McAllister left the car in the station car park. In full view of the bar, and on the busiest street in town, Joanne thought, not exactly discrete.
Outside the cinema there was a long queue for tickets. The weather had turned dreich in the space of an hour. Intermittent rain fell on the waiting queue, and gusts of wind swirled around their legs. McAllister looked questioningly at Joanne. She found a solution.
“Rhona.”
An embarrassed teenager saw Joanne and blushed. She was with a boy her parents detested.
“Hello, Mrs. Ross.”
“Would you get us some tickets?” Joanne asked the girl. “We’re going across the road
for a coffee before the film starts.” McAllister produced a ten-shilling note.
“Oh aye. Of course.”
“And don’t look so worried,” Joanne reassured her. “I know you’re babysitting at my place.”
Sitting in the steamy window seat of the café, looking across to the slowly moving line, the commissionaire at the heavy swing doors, and the crowded, brightly-lit foyer, they waited.

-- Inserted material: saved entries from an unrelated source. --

//! Kptfile: package root marker carrying the function pipeline.

use std::path::Path;

use anyhow::{anyhow, Context, Result};
use kpipe_core::Resource;
use kpipe_fnruntime::Function;
use serde::{Deserialize, Serialize};

pub const KPTFILE_NAME: &str = "Kptfile";
pub const KPTFILE_API_VERSION: &str = "kpt.dev/v1";
pub const KPTFILE_KIND: &str = "Kptfile";

#[derive(Debug, Clone, Default, PartialEq, Serialize, Deserialize)]
pub struct Pipeline {
    #[serde(default, skip_serializing_if = "Vec::is_empty")]
    pub mutators: Vec<Function>,
    #[serde(default, skip_serializing_if = "Vec::is_empty")]
    pub validators: Vec<Function>,
}

impl Pipeline {
    pub fn is_empty(&self) -> bool {
        self.mutators.is_empty() && self.validators.is_empty()
    }

    pub fn functions(&self) -> impl Iterator<Item = &Function> {
        self.mutators.iter().chain(self.validators.iter())
    }
}

#[derive(Debug, Clone, Default, PartialEq, Serialize, Deserialize)]
pub struct KptfileMeta {
    #[serde(default)]
    pub name: String,
}

#[derive(Debug, Clone, Default, PartialEq, Serialize, Deserialize)]
#[serde(rename_all = "camelCase")]
pub struct Kptfile {
    #[serde(default)]
    pub api_version: String,
    #[serde(default)]
    pub kind: String,
    #[serde(default)]
    pub metadata: KptfileMeta,
    #[serde(default)]
    pub pipeline: Pipeline,
}

impl Kptfile {
    pub fn from_resource(r: &Resource) -> Result<Self> {
        let kf: Kptfile = serde_json::from_value(r.as_value().clone()).context("decoding Kptfile")?;
        if kf.kind != KPTFILE_KIND {
            return Err(anyhow!("expected kind {}, got {:?}", KPTFILE_KIND, kf.kind));
        }
        if kf.api_version != KPTFILE_API_VERSION {
            return Err(anyhow!("unsupported Kptfile apiVersion {:?}", kf.api_version));
        }
        Ok(kf)
    }

    /// Read `<dir>/Kptfile`.
    pub fn read(dir: &Path) -> Result<Self> {
        let path = dir.join(KPTFILE_NAME);
        let src = std::fs::read_to_string(&path).with_context(|| format!("reading {}", path.display()))?;
        let r = Resource::from_yaml(&src).with_context(|| format!("parsing {}", path.display()))?;
        Self::from_resource(&r).with_context(|| format!("in {}", path.display()))
    }
}

pub fn is_package_dir(dir: &Path) -> bool {
    dir.join(KPTFILE_NAME).is_file()
}

#[cfg(test)]
mod tests {
    use super::*;

    #[test]
    fn pipeline_is_decoded() {
        let r = Resource::from_yaml(
            r#"
apiVersion: kpt.dev/v1
kind: Kptfile
metadata:
  name: app
pipeline:
  mutators:
    - image: gcr.io/kpt-fn/set-labels:v0.1
      configMap:
        app: web
    - exec: ./bin/fmt
  validators:
    - image: gcr.io/kpt-fn/kubeval:v0.3
"#,
        )
        .unwrap();
        let kf = Kptfile::from_resource(&r).unwrap();
        assert_eq!(kf.metadata.name, "app");
        assert_eq!(kf.pipeline.mutators.len(), 2);
        assert_eq!(kf.pipeline.mutators[0].config_map.get("app").map(String::as_str), Some("web"));
        assert_eq!(kf.pipeline.mutators[1].exec_path(), Some("./bin/fmt"));
        assert_eq!(kf.pipeline.functions().count(), 3);
    }

    #[test]
    fn pipeline_is_optional() {
        let r = Resource::from_yaml("apiVersion: kpt.dev/v1\nkind: Kptfile\nmetadata:\n  name: bare\n").unwrap();
        assert!(Kptfile::from_resource(&r).unwrap().pipeline.is_empty());
    }

    #[test]
    fn wrong_kind_is_rejected() {
        let r = Resource::from_yaml("apiVersion: kpt.dev/v1\nkind: ConfigMap\nmetadata:\n  name: x\n").unwrap();
        assert!(Kptfile::from_resource(&r).is_err());
    }
}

“I’d never have dreamt this town could be so busy,” McAllister observed.
“It’s Friday night and it’s the only warm place to do your courting. Even you should remember that. Or hadn’t they invented the cinema when you went courting?”
“In my day, they hadn’t invented electric.”
“I knew they were backward in Glasgow.”
They sipped their coffee, with Joanne creening over the back of the mock-leather banquettes from time to time to check the progress of the queue. She suddenly slithered down the seat.
“I don’t believe it!”
McAllister turned to see what had caught her attention.
“Don’t look.” Joanne grabbed his arm. Rhona came rushing in.
“Here’s your tickets, Mrs. Ross,” she said, dropping them on the table. “I have to run.”
McAllister took them. “We should go now if we want decent seats.”
Joanne was shaking and peeking over the booth, staring down the street towards the couples still lined along the pavement. It took him a moment to realize she was fighting to control her mirth.
“Will you please tell me what’s going on?” he asked. “I hate missing the beginning of a film.”
“We’re not going.”
“Why not?”
“Look. Just before the ticket booth. See?”
He peered through the darkening evening. It took him a moment to register the scene. There, caught in the bright lights of the foyer, was the unmistakable outline of Betsy Buchanan. Her male companion turned to her and offered her what looked like a box of chocolates. He was rewarded with a hug. Then the two of them went arm in arm over the red carpet towards the usher, who took their tickets, then opened the heavy door into the cinema.
“I bet he bought tickets for a private box.” Joanne could now sit up.